The porch, a perfect spot to read a book or the morning paper, has a table and two chairs, where I enjoyed my early-morning coffee made from my ensuite coffee maker. With birds chirping gleeful melodies, and the ocean slowly calling on me to have a quick, satisfying dip, it felt like I was in paradise.
After coffee, I would usually go to the restaurant to have my breakfast. It has a wide array of choices, but my go-to menu was omelette with different kinds of cheese, a side of crispy bacon and freshly baked bread (which was too delectable that I had to stop my ketogenic diet during my stay).
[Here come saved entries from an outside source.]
//! Replication state: the resumable position of every stream.
//!
//! State values are immutable snapshots. Every mutation consumes a snapshot
//! and returns the next one, which is what gets checkpointed.

use chrono::{DateTime, FixedOffset};
use serde::{Deserialize, Serialize};
use std::collections::BTreeMap;
use std::fmt;

use crate::catalog::Catalog;
use crate::provider::RowValue;
use crate::{Error, Result};

/// A replication key value as persisted in a bookmark.
///
/// Non-integer numbers keep their exact decimal text so that a resumed
/// extraction compares against the same value that was emitted.
#[derive(Debug, Clone, PartialEq, Serialize, Deserialize)]
#[serde(try_from = "serde_json::Value", into = "serde_json::Value")]
pub enum CursorValue {
    Integer(i64),
    Number(serde_json::Number),
    Text(String),
}

impl CursorValue {
    /// Converts an emitted record value into a cursor. Nulls and non-scalar
    /// values cannot order rows and yield `None`.
    pub fn from_json(value: &serde_json::Value) -> Option<Self> {
        match value {
            serde_json::Value::Number(n) => match n.as_i64() {
                Some(i) => Some(CursorValue::Integer(i)),
                None => Some(CursorValue::Number(n.clone())),
            },
            serde_json::Value::String(s) => Some(CursorValue::Text(s.clone())),
            _ => None,
        }
    }

    /// The query parameter for this cursor. Date-time columns bind a parsed
    /// timestamp rather than the persisted string.
    pub fn to_param(&self, is_date_time: bool) -> Result<RowValue> {
        match self {
            CursorValue::Integer(i) => Ok(RowValue::Integer(*i)),
            CursorValue::Number(n) => Ok(RowValue::Numeric(n.to_string())),
            CursorValue::Text(s) if is_date_time => DateTime::<FixedOffset>::parse_from_rfc3339(s)
                .map(RowValue::TimestampTz)
                .map_err(|e| Error::Conversion {
                    message: format!("Invalid date-time replication key value '{}': {}", s, e),
                }),
            CursorValue::Text(s) => Ok(RowValue::Text(s.clone())),
        }
    }
}

impl TryFrom<serde_json::Value> for CursorValue {
    type Error = String;

    fn try_from(value: serde_json::Value) -> std::result::Result<Self, Self::Error> {
        CursorValue::from_json(&value)
            .ok_or_else(|| format!("replication_key_value must be a number or a string, got {}", value))
    }
}

impl From<CursorValue> for serde_json::Value {
    fn from(value: CursorValue) -> Self {
        match value {
            CursorValue::Integer(i) => serde_json::Value::Number(i.into()),
            CursorValue::Number(n) => serde_json::Value::Number(n),
            CursorValue::Text(s) => serde_json::Value::String(s),
        }
    }
}

impl fmt::Display for CursorValue {
    fn fmt(&self, f: &mut fmt::Formatter<'_>) -> fmt::Result {
        match self {
            CursorValue::Integer(i) => write!(f, "{}", i),
            CursorValue::Number(n) => write!(f, "{}", n),
            CursorValue::Text(s) => write!(f, "{}", s),
        }
    }
}

/// Per-stream bookmark.
#[derive(Debug, Clone, Default, PartialEq, Serialize, Deserialize)]
pub struct Bookmark {
    #[serde(default, skip_serializing_if = "Option::is_none")]
    pub replication_key: Option<String>,
    #[serde(default, skip_serializing_if = "Option::is_none")]
    pub replication_key_value: Option<CursorValue>,
    /// Stream version; `None` asks the next run for a fresh one.
    #[serde(default)]
    pub version: Option<i64>,
}

#[derive(Debug, Clone, Default, PartialEq, Serialize, Deserialize)]
pub struct ReplicationState {
    #[serde(default)]
    pub currently_syncing: Option<String>,
    #[serde(default)]
    pub bookmarks: BTreeMap<String, Bookmark>,
}

impl ReplicationState {
    pub fn from_json(json: &str) -> Result<Self> {
        serde_json::from_str(json).map_err(|e| Error::InvalidState {
            message: e.to_string(),
        })
    }

    pub fn bookmark(&self, tap_stream_id: &str) -> Option<&Bookmark> {
        self.bookmarks.get(tap_stream_id)
    }

    pub fn has_bookmark(&self, tap_stream_id: &str) -> bool {
        self.bookmarks.contains_key(tap_stream_id)
    }

    pub fn with_currently_syncing(mut self, tap_stream_id: Option<&str>) -> Self {
        self.currently_syncing = tap_stream_id.map(str::to_string);
        self
    }

    /// Applies `update` to the stream's bookmark, creating it if needed.
    pub fn with_bookmark<F>(mut self, tap_stream_id: &str, update: F) -> Self
    where
        F: FnOnce(&mut Bookmark),
    {
        update(self.bookmarks.entry(tap_stream_id.to_string()).or_default());
        self
    }
}

/// Rebuilds state for the streams of `catalog` from the persisted `raw` state.
///
/// A changed replication key invalidates the stream's cursor. The version is
/// carried over whenever the stream had a bookmark, even when it is empty.
pub fn build_state(raw: &ReplicationState, catalog: &Catalog) -> ReplicationState {
    let mut state = ReplicationState::default()
        .with_currently_syncing(raw.currently_syncing.as_deref());

    for entry in &catalog.streams {
        let id = entry.tap_stream_id.as_str();
        let previous = raw.bookmark(id);

        if let Some(replication_key) = entry.replication_key() {
            let carried = previous
                .filter(|b| b.replication_key.as_deref() == Some(replication_key))
                .and_then(|b| b.replication_key_value.clone());
            state = state.with_bookmark(id, |b| {
                b.replication_key = Some(replication_key.to_string());
                b.replication_key_value = carried;
            });
        }

        if let Some(previous) = previous {
            let version = previous.version;
            state = state.with_bookmark(id, |b| b.version = version);
        }
    }

    state
}
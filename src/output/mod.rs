pub mod message;
pub mod writer;

pub use message::Message;
pub use writer::{JsonLinesWriter, MessageSink};
//! Error types and result handling for sql-tap.
//!
//! This module defines the main error type [`Error`] and a convenience
//! [`Result`] type alias used throughout the crate.
//!
//! Only structural problems and provider failures are represented here.
//! Recoverable inconsistencies (a selected table that no longer exists, an
//! unsupported column) are logged as warnings and never become an `Error`.
//!
//! # Example
//!
//! ```rust
//! use sql_tap::{Error, Result};
//!
//! fn load_catalog() -> Result<()> {
//!     Err(Error::CorruptCatalog {
//!         message: "Unknown inclusion bogus".to_string(),
//!     })
//! }
//!
//! match load_catalog() {
//!     Ok(()) => println!("Loaded"),
//!     Err(Error::CorruptCatalog { message }) => eprintln!("Corrupt catalog: {}", message),
//!     Err(e) => eprintln!("Other error: {}", e),
//! }
//! ```

use thiserror::Error;

/// The main error type for sql-tap operations.
#[derive(Error, Debug)]
pub enum Error {
    /// Configuration error, typically from an invalid file or environment variable.
    #[error("Configuration error: {0}")]
    Config(String),

    /// PostgreSQL client or protocol error.
    #[error("PostgreSQL error: {0}")]
    Postgres(#[from] tokio_postgres::Error),

    /// JSON (de)serialization error for catalogs, state or messages.
    #[error("Serialization error: {0}")]
    Serialization(#[from] serde_json::Error),

    /// I/O error, from catalog/state files or the output stream.
    #[error("IO error: {0}")]
    Io(#[from] std::io::Error),

    /// Connection could not be established.
    #[error("Connection error: {0}")]
    Connection(String),

    /// The input catalog is structurally invalid. Always fatal.
    #[error("Corrupt catalog: {message}")]
    CorruptCatalog {
        /// Description of what was invalid
        message: String,
    },

    /// Persisted state could not be interpreted.
    #[error("Invalid state: {message}")]
    InvalidState {
        /// Description of what was invalid
        message: String,
    },

    /// A metadata or row provider failed while serving a request.
    #[error("Provider error: {message}")]
    Provider {
        /// Description of the failure, including the statement when known
        message: String,
    },

    /// A value could not be converted between the database and the
    /// output representation.
    #[error("Conversion error: {message}")]
    Conversion {
        /// Description of the value that failed to convert
        message: String,
    },
}

/// A convenient Result type alias for sql-tap operations.
///
/// This is equivalent to `std::result::Result<T, sql_tap::Error>`.
pub type Result<T> = std::result::Result<T, Error>;
impl TryFrom<RawStreamEntry> for StreamEntry {
    type Error = String;

    fn try_from(raw: RawStreamEntry) -> std::result::Result<Self, Self::Error> {
        let mut metadata = StreamMetadata::default();
        let mut column_metadata = IndexMap::new();

        for entry in raw.metadata {
            match entry.breadcrumb.as_slice() {
                [] => {
                    metadata = serde_json::from_value(entry.metadata)
                        .map_err(|e| format!("Invalid stream metadata for {}: {}", raw.tap_stream_id, e))?;
                }
                [properties, column] if properties == "properties" => {
                    let parsed: ColumnMetadata = serde_json::from_value(entry.metadata).map_err(|e| {
                        format!("Invalid metadata for {}.{}: {}", raw.tap_stream_id, column, e)
                    })?;
                    column_metadata.insert(column.clone(), parsed);
                }
                other => {
                    return Err(format!(
                        "Invalid breadcrumb {:?} in stream {}",
                        other, raw.tap_stream_id
                    ))
                }
            }
        }

        Ok(StreamEntry {
            tap_stream_id: raw.tap_stream_id,
            stream: raw.stream,
            database_name: raw.database_name,
            table_name: raw.table_name,
            is_view: raw.is_view,
            schema: raw.schema,
            metadata,
            column_metadata,
        })
    }
}

impl From<StreamEntry> for RawStreamEntry {
    fn from(entry: StreamEntry) -> Self {
        let mut metadata = Vec::with_capacity(entry.column_metadata.len() + 1);
        metadata.push(RawMetadataEntry {
            breadcrumb: Vec::new(),
            metadata: serde_json::to_value(&entry.metadata).unwrap_or_default(),
        });
        for (column, column_metadata) in &entry.column_metadata {
            metadata.push(RawMetadataEntry {
                breadcrumb: vec!["properties".to_string(), column.clone()],
                metadata: serde_json::to_value(column_metadata).unwrap_or_default(),
            });
        }

        RawStreamEntry {
            tap_stream_id: entry.tap_stream_id,
            stream: entry.stream,
            database_name: entry.database_name,
            table_name: entry.table_name,
            is_view: entry.is_view,
            schema: entry.schema,
            metadata,
        }
    }
}

/// Ordered set of streams keyed by `tap_stream_id`.
#[derive(Debug, Clone, Default, PartialEq, Serialize, Deserialize)]
pub struct Catalog {
    pub streams: Vec<StreamEntry>,
}

impl Catalog {
    pub fn new(streams: Vec<StreamEntry>) -> Self {
        Self { streams }
    }

    /// Parses a persisted catalog. Any structural problem, including an
    /// unrecognized inclusion or a duplicated stream id, is fatal.
    pub fn from_json(json: &str) -> Result<Self> {
        let catalog: Catalog = serde_json::from_str(json).map_err(|e| Error::CorruptCatalog {
            message: e.to_string(),
        })?;
        catalog.check_unique()?;
        Ok(catalog)
    }

    pub fn to_json_pretty(&self) -> Result<String> {
        Ok(serde_json::to_string_pretty(self)?)
    }

    pub fn get_stream(&self, tap_stream_id: &str) -> Option<&StreamEntry> {
        self.streams.iter().find(|s| s.tap_stream_id == tap_stream_id)
    }

    fn check_unique(&self) -> Result<()> {
        let mut seen = HashSet::new();
        for stream in &self.streams {
            if !seen.insert(stream.tap_stream_id.as_str()) {
                return Err(Error::CorruptCatalog {
                    message: format!("Duplicate stream id {}", stream.tap_stream_id),
                });
            }
        }
        Ok(())
    }
}
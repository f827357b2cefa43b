use indexmap::IndexMap;
use std::collections::{HashMap, HashSet};
use tracing::{debug, info};

use super::schema;
use super::types::{Catalog, ColumnMetadata, Inclusion, StreamEntry, StreamMetadata, TableSchema};
use crate::provider::{Column, MetadataProvider, PrimaryKey, Table, TableKind};
use crate::Result;

type TableId = (String, String);

/// Queries `provider` and builds a fresh catalog from what it reports.
pub async fn discover<P>(provider: &P) -> Result<Catalog>
where
    P: MetadataProvider + Sync + ?Sized,
{
    let tables = provider.tables().await?;
    let columns = provider.columns().await?;
    let primary_keys = provider.primary_keys().await?;

    info!(
        tables = tables.len(),
        columns = columns.len(),
        primary_keys = primary_keys.len(),
        "Discovered source metadata"
    );

    Ok(build(&tables, &columns, &primary_keys))
}

/// Groups raw metadata by table and builds one stream entry per table.
///
/// Streams follow the order of `tables` and columns the order of `columns`,
/// so unchanged metadata always yields an identical catalog. Columns and keys
/// of tables absent from `tables` are ignored.
pub fn build(tables: &[Table], columns: &[Column], primary_keys: &[PrimaryKey]) -> Catalog {
    let mut columns_by_table: HashMap<TableId, Vec<&Column>> = HashMap::new();
    for column in columns {
        columns_by_table
            .entry((column.schema.clone(), column.table.clone()))
            .or_default()
            .push(column);
    }

    let keys_by_table = key_columns_by_table(primary_keys);

    let mut seen = HashSet::new();
    let mut streams = Vec::with_capacity(tables.len());
    for table in tables {
        let id = (table.schema.clone(), table.name.clone());
        if !seen.insert(id.clone()) {
            debug!("Skipping duplicate table {}.{}", table.schema, table.name);
            continue;
        }
        let table_columns = columns_by_table.remove(&id).unwrap_or_default();
        let key_columns = keys_by_table.get(&id).cloned().unwrap_or_default();
        streams.push(build_entry(table, &table_columns, key_columns));
    }

    Catalog::new(streams)
}

/// Primary-key column names per table, sorted by ordinal position.
fn key_columns_by_table(primary_keys: &[PrimaryKey]) -> HashMap<TableId, Vec<String>> {
    let mut keys: HashMap<TableId, Vec<(i32, String)>> = HashMap::new();
    for pk in primary_keys {
        keys.entry((pk.schema.clone(), pk.table.clone()))
            .or_default()
            .push((pk.ordinal, pk.column.clone()));
    }

    keys.into_iter()
        .map(|(id, mut cols)| {
            cols.sort();
            (id, cols.into_iter().map(|(_, name)| name).collect())
        })
        .collect()
}

fn build_entry(table: &Table, columns: &[&Column], key_columns: Vec<String>) -> StreamEntry {
    let key_set: HashSet<String> = key_columns.iter().cloned().collect();

    let mut properties = IndexMap::with_capacity(columns.len());
    let mut column_metadata = IndexMap::with_capacity(columns.len());
    for column in columns {
        let column_schema = schema::for_column(column, &key_set);
        column_metadata.insert(
            column.name.clone(),
            ColumnMetadata {
                selected_by_default: Some(column_schema.inclusion.is_supported()),
                sql_datatype: Some(column.data_type.trim().to_lowercase()),
                selected: None,
            },
        );
        properties.insert(column.name.clone(), column_schema);
    }

    let mut table_schema = TableSchema::new(properties);
    let is_view = match &table.kind {
        TableKind::Table => false,
        TableKind::View => true,
        TableKind::Other(kind) => {
            table_schema.inclusion = Inclusion::Unsupported(format!("Unsupported table type {}", kind));
            false
        }
    };

    let metadata = StreamMetadata {
        table_key_properties: Some(key_columns),
        valid_replication_keys: Some(schema::valid_replication_keys(columns.iter().copied())),
        ..StreamMetadata::default()
    };

    StreamEntry {
        tap_stream_id: StreamEntry::stream_id(&table.schema, &table.name),
        stream: table.name.clone(),
        database_name: table.schema.clone(),
        table_name: table.name.clone(),
        is_view,
        schema: table_schema,
        metadata,
        column_metadata,
    }
}
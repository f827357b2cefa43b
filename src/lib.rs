pub mod catalog;
pub mod checkpoint;
pub mod config;
pub mod error;
pub mod output;
pub mod provider;
pub mod replicator;
pub mod state;
pub mod sync;

pub use config::Config;
pub use error::{Error, Result};
pub use replicator::Replicator;
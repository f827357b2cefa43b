use indexmap::IndexMap;
use serde::Serialize;

use crate::catalog::TableSchema;
use crate::state::ReplicationState;

/// One line of the output protocol.
#[derive(Debug, Clone, PartialEq, Serialize)]
#[serde(tag = "type", rename_all = "SCREAMING_SNAKE_CASE")]
pub enum Message {
    Schema {
        stream: String,
        schema: TableSchema,
        key_properties: Vec<String>,
        #[serde(default, skip_serializing_if = "Vec::is_empty")]
        bookmark_properties: Vec<String>,
    },
    Record {
        stream: String,
        record: IndexMap<String, serde_json::Value>,
        version: i64,
    },
    State {
        value: ReplicationState,
    },
    ActivateVersion {
        stream: String,
        version: i64,
    },
}

impl Message {
    pub fn state(value: &ReplicationState) -> Self {
        Message::State {
            value: value.clone(),
        }
    }

    pub fn activate_version(stream: &str, version: i64) -> Self {
        Message::ActivateVersion {
            stream: stream.to_string(),
            version,
        }
    }
}
//! Heading anchor ids.

use std::collections::{HashMap, HashSet};

/// Id used when a heading has no alphanumeric characters.
const EMPTY_HEADING_ID: &str = "heading";

/// Convert heading text to an anchor slug.
///
/// Lowercases, collapses every run of non-alphanumeric characters into a
/// single hyphen and trims hyphens from both ends.
pub(crate) fn slugify(text: &str) -> String {
    let mut result = String::with_capacity(text.len());
    let mut pending_dash = false;

    for c in text.chars() {
        if c.is_alphanumeric() {
            if pending_dash && !result.is_empty() {
                result.push('-');
            }
            pending_dash = false;
            result.extend(c.to_lowercase());
        } else {
            pending_dash = true;
        }
    }

    if result.is_empty() {
        EMPTY_HEADING_ID.to_owned()
    } else {
        result
    }
}

/// Assigns unique anchor ids within one document.
#[derive(Debug, Default)]
pub(crate) struct HeadingIds {
    /// Next suffix to try per base slug.
    counts: HashMap<String, usize>,
    /// Every id handed out so far.
    used: HashSet<String>,
}

impl HeadingIds {
    /// Id for a heading with the given plain text.
    ///
    /// The first occurrence keeps the bare slug; repeats get `-1`, `-2`, ...
    /// skipping any suffix that is already taken by another heading.
    pub(crate) fn assign(&mut self, text: &str) -> String {
        let base = slugify(text);

        if self.used.insert(base.clone()) {
            self.counts.entry(base.clone()).or_insert(1);
            return base;
        }

        let next = self.counts.entry(base.clone()).or_insert(1);
        loop {
            let candidate = format!("{base}-{next}");
            *next += 1;
            if self.used.insert(candidate.clone()) {
                return candidate;
            }
        }
    }
}

#[cfg(test)]
mod tests {
    use super::*;
    use pretty_assertions::assert_eq;

    #[test]
    fn test_slugify() {
        assert_eq!(slugify("Getting Started"), "getting-started");
        assert_eq!(slugify("What's New?"), "what-s-new");
        assert_eq!(slugify("  Spaces  "), "spaces");
        assert_eq!(slugify("snake_case and kebab-case"), "snake-case-and-kebab-case");
        assert_eq!(slugify("v1.2 (beta)"), "v1-2-beta");
        assert_eq!(slugify("Überblick"), "überblick");
    }

    #[test]
    fn test_slugify_empty_falls_back() {
        assert_eq!(slugify(""), "heading");
        assert_eq!(slugify("!!!"), "heading");
    }

    #[test]
    fn test_duplicates_get_suffix() {
        let mut ids = HeadingIds::default();

        assert_eq!(ids.assign("FAQ"), "faq");
        assert_eq!(ids.assign("FAQ"), "faq-1");
        assert_eq!(ids.assign("faq"), "faq-2");
    }

    #[test]
    fn test_suffix_skips_existing_id() {
        let mut ids = HeadingIds::default();

        assert_eq!(ids.assign("Intro 1"), "intro-1");
        assert_eq!(ids.assign("Intro"), "intro");
        assert_eq!(ids.assign("Intro"), "intro-2");
        assert_eq!(ids.assign("Intro 1"), "intro-1-1");
    }
}
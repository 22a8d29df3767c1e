//! Application state.
//!
//! Shared state for all request handlers.

use std::sync::Arc;

use axum::http::HeaderName;
use pubsite_fetch::ContentFetcher;
use pubsite_registry::SiteRegistry;
use pubsite_renderer::MarkdownRenderer;
use pubsite_resolver::SiteResolver;

/// Application state shared across all handlers.
pub struct AppState {
    /// Site registry for the management API.
    pub(crate) registry: Arc<dyn SiteRegistry>,
    /// Public-site resolution pipeline.
    pub(crate) resolver: SiteResolver,
    /// Header carrying the authenticated owner id.
    pub(crate) owner_header: HeaderName,
}

impl AppState {
    /// Build state over a registry, fetcher and renderer.
    #[must_use]
    pub fn new(
        registry: Arc<dyn SiteRegistry>,
        fetcher: Arc<dyn ContentFetcher>,
        renderer: MarkdownRenderer,
        owner_header: HeaderName,
    ) -> Self {
        let resolver = SiteResolver::new(Arc::clone(&registry), fetcher, renderer);
        Self {
            registry,
            resolver,
            owner_header,
        }
    }
}
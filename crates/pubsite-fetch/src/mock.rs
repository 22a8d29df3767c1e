//! Mock fetcher for testing.

use std::collections::HashMap;
use std::sync::RwLock;

use crate::ContentFetcher;
use crate::error::FetchError;

#[derive(Debug, Clone)]
enum Response {
    Content(Vec<u8>),
    Status(u16),
    Transport(String),
}

/// In-memory fetcher keyed by `(repo, branch, path)`.
///
/// Unknown files answer [`FetchError::NotFound`]. Every call is recorded
/// so tests can assert which paths were requested.
///
/// # Example
///
/// ```ignore
/// use pubsite_fetch::{ContentFetcher, MockFetcher};
///
/// let fetcher = MockFetcher::new()
///     .with_file("octo/handbook", "main", "README.md", "# Hi");
///
/// assert!(fetcher.fetch("octo/handbook", "main", "README.md").is_ok());
/// assert_eq!(fetcher.requests(), vec!["README.md"]);
/// ```
#[derive(Debug, Default)]
pub struct MockFetcher {
    responses: RwLock<HashMap<(String, String, String), Response>>,
    requests: RwLock<Vec<String>>,
}

impl MockFetcher {
    /// Create a fetcher with no files.
    #[must_use]
    pub fn new() -> Self {
        Self::default()
    }

    /// Serve `content` for a file.
    ///
    /// # Panics
    ///
    /// Panics if the internal lock is poisoned.
    #[must_use]
    pub fn with_file(
        self,
        repo: &str,
        branch: &str,
        path: &str,
        content: impl Into<Vec<u8>>,
    ) -> Self {
        self.insert(repo, branch, path, Response::Content(content.into()));
        self
    }

    /// Answer a file with an HTTP status (404 maps to `NotFound`).
    ///
    /// # Panics
    ///
    /// Panics if the internal lock is poisoned.
    #[must_use]
    pub fn with_status(self, repo: &str, branch: &str, path: &str, status: u16) -> Self {
        self.insert(repo, branch, path, Response::Status(status));
        self
    }

    /// Fail a file with a transport error.
    ///
    /// # Panics
    ///
    /// Panics if the internal lock is poisoned.
    #[must_use]
    pub fn with_transport_error(
        self,
        repo: &str,
        branch: &str,
        path: &str,
        message: &str,
    ) -> Self {
        self.insert(repo, branch, path, Response::Transport(message.to_owned()));
        self
    }

    /// Paths requested so far, in call order.
    ///
    /// # Panics
    ///
    /// Panics if the internal lock is poisoned.
    #[must_use]
    pub fn requests(&self) -> Vec<String> {
        self.requests.read().unwrap().clone()
    }

    fn insert(&self, repo: &str, branch: &str, path: &str, response: Response) {
        self.responses.write().unwrap().insert(
            (repo.to_owned(), branch.to_owned(), path.to_owned()),
            response,
        );
    }
}

impl ContentFetcher for MockFetcher {
    fn fetch(&self, repo: &str, branch: &str, path: &str) -> Result<Vec<u8>, FetchError> {
        self.requests.write().unwrap().push(path.to_owned());

        let key = (repo.to_owned(), branch.to_owned(), path.to_owned());
        match self.responses.read().unwrap().get(&key).cloned() {
            Some(Response::Content(content)) => Ok(content),
            Some(Response::Status(404)) | None => Err(FetchError::NotFound {
                path: path.to_owned(),
            }),
            Some(Response::Status(status)) => Err(FetchError::Upstream { status }),
            Some(Response::Transport(message)) => Err(FetchError::transport(message)),
        }
    }
}

#[cfg(test)]
mod tests {
    use super::*;
    use pretty_assertions::assert_eq;

    #[test]
    fn test_known_file_served() {
        let fetcher = MockFetcher::new().with_file("octo/a", "main", "README.md", "# A");

        assert_eq!(fetcher.fetch("octo/a", "main", "README.md").unwrap(), b"# A");
    }

    #[test]
    fn test_branch_is_part_of_key() {
        let fetcher = MockFetcher::new().with_file("octo/a", "main", "README.md", "# A");

        assert!(fetcher.fetch("octo/a", "dev", "README.md").unwrap_err().is_not_found());
    }

    #[test]
    fn test_forced_failures() {
        let fetcher = MockFetcher::new()
            .with_status("octo/a", "main", "down.md", 500)
            .with_transport_error("octo/a", "main", "slow.md", "timed out");

        assert!(matches!(
            fetcher.fetch("octo/a", "main", "down.md"),
            Err(FetchError::Upstream { status: 500 })
        ));
        assert!(matches!(
            fetcher.fetch("octo/a", "main", "slow.md"),
            Err(FetchError::Transport(_))
        ));
    }

    #[test]
    fn test_requests_recorded_in_order() {
        let fetcher = MockFetcher::new();
        let _ = fetcher.fetch("octo/a", "main", "README.md");
        let _ = fetcher.fetch("octo/a", "main", "index.md");

        assert_eq!(fetcher.requests(), vec!["README.md", "index.md"]);
    }
}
But what made me more in love with the restaurant, named Toko’s after the Asian lizard, is the wine and spirit bar. Toko’s offer glasses (and bottles) of different scotch, brandy, whiskey, red and white wines from all over the world.
Toko’s is right beside the beach, perfect for moon watching and stargazing, while the ocean sings the guests to comfort—each wave kissing the shoreline soothing and calming guests who just had a merry night of wine and dine.
Atlantis also has a spa that offers up to six hours of pure relaxation, and a pool that is used for both recreational swimming and diving classes. Beware, though, as the pool is too inviting that you might spend a lot of time there because it was so relaxing to float with eyes wide open, seeing birds fly from one tree to another, creating a dancing shadow of leaves and branches among the trees.
During my four-day stay in Dauin, I was able to dive seven times in two days. The first diving day was my Apo Island trip. I joined a group of foreigners in diving three sites in the area. The first one was at Chapel Point, popular for its turtles and magnificent walls, and the second one was in Rock Point West, which, maybe, is my most favorite site for coral viewing.
The third dive was at Coconuts, a new diving spot for me. We jumped right off the large boat that can carry more than 15 divers and a couple of snorkelers at a time to tempestuous waves.
Descending, I felt the current forcing its strength on my body. In just a matter of minutes, we saw a family of jacks swimming. My estimate was they were about 20 in total.
But after a few seconds, I couldn’t believe what my eyes just saw: they were not just a family—they were a huge school! I screamed and screamed in awe, my heart pounding wildly at the magnificent view right in front of me.
The school surrounded us, with scales glimmering and shimmering silver against small rays of light that pass through the surface.
The following day, we went into four different sites in Dauin, where we found critters hiding and camouflaging within corals.
Combined with Apo Island, there are about 30 dive sites near Atlantis, according to its resident marine biologist Marco Inocencio.
“The Dauin coast is popular because of muck diving. There are uncommon fish, such as ghost pipe fish, seahorse, frog fish and different kinds of octopus that can be seen regularly in the area,” he said over a cup of coffee.
Dauin is a gold mine for photographers and enthusiasts, as the creatures that live in its many reefs are somehow used to posing for pictures.
And because of this, Atlantis created a dedicated camera room for photographers. It can house up to 15 big camera setups.
But what made me more satisfied during my stay was how the dive masters shared their knowledge about marine life before, during and after the dive.
“Most of the time, dive masters will just point you to a fish, but the guest doesn’t know what kind of fish that is. So, we trained our dive masters to identify marine life,” Inocencio explained.